← Back to context

Comment by libraryofbabel

3 days ago

I am saying this probably is "silly behavior by a government" and it is a milestone that points towards what the future may look like. Why can't it be both?

It's easy to wave this aside as the current administration playing political games. But I don't think there is any reason to assume that the current era of open availability of models is going to continue indefinitely. Do you think that Chinese labs will continue to release open models forever, even why they get to the level that Mythos is at now, and beyond? And do you think that a competent US government would have no interest in regulating and restricting model access in 2 years time, assuming that model capabilities continue to improve? I think we bias towards thinking the status quo is the norm and will continue, but this news invites us to question that assumption and think about different ways the future could go.

> Do you think that Chinese labs will continue to release open models forever

Yes.

I think the Chinese government either already has, or will soon, grasp that if they train the models that people use they dictate what people believe (at least around the margins where that's malleable), and they will happily throw resources at that.

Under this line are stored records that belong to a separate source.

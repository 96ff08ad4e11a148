// ABOUTME: Maps remote field descriptors to storage column types per SQL dialect
// ABOUTME: Unknown remote types are rejected before any DDL runs

use anyhow::Result;

use super::FieldDescriptor;
use crate::error::ReplicationError;
use crate::store::Dialect;

/// Text fields at or above this length become the dialect's large-text type.
pub const MAX_VARCHAR_LENGTH: u32 = 1024;

/// Integer fields report their width as `digits`, leaving `precision` at 0.
const DEFAULT_INT_PRECISION: u32 = 18;

/// Map a remote field descriptor to a storage column type for `dialect`.
///
/// Fails with [`ReplicationError::UnsupportedType`] when the remote type has no
/// mapping.
pub fn map_field_type(field: &FieldDescriptor, dialect: Dialect) -> Result<String> {
    let mapped = match (dialect, field.field_type.as_str()) {
        // Text-like
        (
            _,
            "id" | "reference" | "string" | "picklist" | "multipicklist" | "textarea" | "phone"
            | "email" | "url" | "combobox",
        ) => {
            if field.length >= MAX_VARCHAR_LENGTH {
                "TEXT".to_string()
            } else {
                format!("VARCHAR({})", field.length)
            }
        }

        // Boolean
        (Dialect::Mysql, "boolean") => "BIT(1)".to_string(),
        (Dialect::Postgres, "boolean") => "BOOLEAN".to_string(),

        // Date/time
        (_, "date") => "DATE".to_string(),
        (Dialect::Mysql, "datetime") => "DATETIME".to_string(),
        (Dialect::Postgres, "datetime") => "TIMESTAMP".to_string(),

        // Fixed point
        (Dialect::Mysql, "double" | "currency" | "percent") => {
            format!("DECIMAL({},{})", field.precision, field.scale)
        }
        (Dialect::Postgres, "double" | "currency" | "percent") => {
            format!("NUMERIC({},{})", field.precision, field.scale)
        }
        (Dialect::Mysql, "int") => format!("DECIMAL({},0)", int_precision(field)),
        (Dialect::Postgres, "int") => format!("NUMERIC({},0)", int_precision(field)),

        (_, other) => {
            return Err(ReplicationError::UnsupportedType(format!(
                "unsupported field type ({}) for field {}",
                other, field.name
            ))
            .into())
        }
    };

    Ok(mapped)
}

fn int_precision(field: &FieldDescriptor) -> u32 {
    if field.precision == 0 {
        DEFAULT_INT_PRECISION
    } else {
        field.precision
    }
}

And simultaneously that the only way they can actually get everyone to use their models is if it's possible for us to run them on our own hardware.

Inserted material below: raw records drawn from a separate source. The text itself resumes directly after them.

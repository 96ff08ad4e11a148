// ABOUTME: Extraction job state machine and the wire models of the Bulk and REST APIs
// ABOUTME: Query text is built here so the client and the fakes agree on it

use anyhow::{bail, Result};
use chrono::{DateTime, Utc};
use serde::{Deserialize, Serialize};

use crate::error::ReplicationError;
use crate::schema::FieldDescriptor;

/// Timestamp format used in query filters.
pub const SOQL_DATETIME_FORMAT: &str = "%Y-%m-%dT%H:%M:%SZ";

/// Lifecycle of the job itself.
#[derive(Debug, Clone, Copy, PartialEq, Eq)]
pub enum JobState {
    Open,
    Closed,
}

/// Progress of the query batch inside a submitted job.
#[derive(Debug, Clone, Copy, PartialEq, Eq)]
pub enum BatchState {
    Queued,
    InProgress,
    Completed,
    Failed,
}

impl BatchState {
    /// Map a Bulk API 2.0 job state onto the batch lifecycle.
    pub fn from_remote(state: &str) -> Result<Self> {
        match state {
            "Open" | "UploadComplete" => Ok(BatchState::Queued),
            "InProgress" => Ok(BatchState::InProgress),
            "JobComplete" => Ok(BatchState::Completed),
            "Failed" | "Aborted" => Ok(BatchState::Failed),
            other => bail!("Unknown job state '{}'", other),
        }
    }
}

/// Snapshot of a job returned by a status call.
#[derive(Debug, Clone, PartialEq, Eq)]
pub struct BatchStatus {
    pub state: BatchState,
    pub message: Option<String>,
    pub records_processed: Option<u64>,
}

impl BatchStatus {
    pub fn new(state: BatchState) -> Self {
        Self {
            state,
            message: None,
            records_processed: None,
        }
    }

    pub fn failed(message: impl Into<String>) -> Self {
        Self {
            state: BatchState::Failed,
            message: Some(message.into()),
            records_processed: None,
        }
    }
}

/// Build the extraction query for `object`.
///
/// With a watermark only records modified at or after it are selected.
pub fn build_query(object: &str, fields: &[String], since: Option<DateTime<Utc>>) -> String {
    let mut query = format!("SELECT {} FROM {}", fields.join(", "), object);
    if let Some(since) = since {
        query.push_str(&format!(
            " WHERE LastModifiedDate >= {}",
            since.format(SOQL_DATETIME_FORMAT)
        ));
    }
    query
}

/// One remote extraction job, tracked from submission to completion.
#[derive(Debug, Clone)]
pub struct ExtractionJob {
    object: String,
    query: String,
    id: Option<String>,
    job_state: JobState,
    batch_state: BatchState,
    message: Option<String>,
}

impl ExtractionJob {
    pub fn new(object: &str, fields: &[String], since: Option<DateTime<Utc>>) -> Self {
        Self {
            object: object.to_string(),
            query: build_query(object, fields, since),
            id: None,
            job_state: JobState::Open,
            batch_state: BatchState::Queued,
            message: None,
        }
    }

    pub fn object(&self) -> &str {
        &self.object
    }

    pub fn query(&self) -> &str {
        &self.query
    }

    pub fn id(&self) -> Option<&str> {
        self.id.as_deref()
    }

    pub fn job_state(&self) -> JobState {
        self.job_state
    }

    /// Record the remote id; the job is closed to further input from here on.
    pub fn submitted(&mut self, job_id: String) -> Result<()> {
        if self.job_state != JobState::Open {
            bail!("Job for {} was already submitted", self.object);
        }
        self.id = Some(job_id);
        self.job_state = JobState::Closed;
        self.batch_state = BatchState::Queued;
        Ok(())
    }

    /// Apply a status poll result.
    pub fn update(&mut self, status: BatchStatus) -> Result<()> {
        if self.job_state != JobState::Closed {
            bail!("Job for {} has not been submitted", self.object);
        }
        self.batch_state = status.state;
        if status.message.is_some() {
            self.message = status.message;
        }
        Ok(())
    }

    /// Whether results can be fetched; a failed job becomes `JobFailed`.
    pub fn check_finished(&self) -> Result<bool> {
        match self.batch_state {
            BatchState::Queued | BatchState::InProgress => Ok(false),
            BatchState::Completed => Ok(true),
            BatchState::Failed => Err(ReplicationError::JobFailed {
                object: self.object.clone(),
                job_id: self.id.clone().unwrap_or_default(),
                message: self
                    .message
                    .clone()
                    .unwrap_or_else(|| "no message from remote".to_string()),
            }
            .into()),
        }
    }
}

/// Body of a Bulk API 2.0 query job creation request.
#[derive(Debug, Clone, Serialize)]
pub struct CreateQueryJob<'a> {
    pub operation: &'a str,
    pub query: &'a str,
}

/// Job information returned by job creation and status calls.
#[derive(Debug, Clone, Deserialize)]
#[serde(rename_all = "camelCase")]
pub struct QueryJobInfo {
    pub id: String,
    pub state: String,
    #[serde(default)]
    pub object: Option<String>,
    #[serde(default)]
    pub number_records_processed: Option<u64>,
    #[serde(default)]
    pub error_message: Option<String>,
}

impl QueryJobInfo {
    pub fn to_status(&self) -> Result<BatchStatus> {
        Ok(BatchStatus {
            state: BatchState::from_remote(&self.state)?,
            message: self.error_message.clone(),
            records_processed: self.number_records_processed,
        })
    }
}

/// Subset of the REST describe response.
#[derive(Debug, Clone, Deserialize)]
pub struct DescribeResponse {
    pub name: String,
    pub fields: Vec<FieldDescriptor>,
}

/// Error entry of a REST error response.
#[derive(Debug, Clone, Deserialize)]
#[serde(rename_all = "camelCase")]
pub struct ApiError {
    pub message: String,
    #[serde(default)]
    pub error_code: Option<String>,
}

(This isn't exactly a utopian view of the future)

  • This is going to age very poorly when the best Chinese labs ALREADY just started not open sourcing their models.

    Qwen 3.7 is not open source; previous Qwen versions would have open source releases, but Qwen 3.7 plus does not. The second best Chinese model, Minimax M3, is testing the waters by taking longer and longer between “model release” and open sourcing it. This time, they spent 2 weeks after release before open sourcing it. There’s also a lot of rumors of GLM and Deepseek not open sourcing future models.

    It’s pretty obvious that you cannot take Chinese models as open source for granted, they’ll be closed source soon.

    • If we're measuring progress in hours and days then yes. But if we're measuring progress in months then OSS models are doing fine. You can get a state-of-the art performance in an open model if you pretend it is January 2026 instead of June.

      There is no evidence here that the cutting edge labs have any durable advantage. Extrapolating current trends it seems likely that even the Europeans will be capable of meeting any given performance measure with enough time. In fact the evidence suggests that the capital required to run the models is where a moat will develop. Knowing the weights won't help much.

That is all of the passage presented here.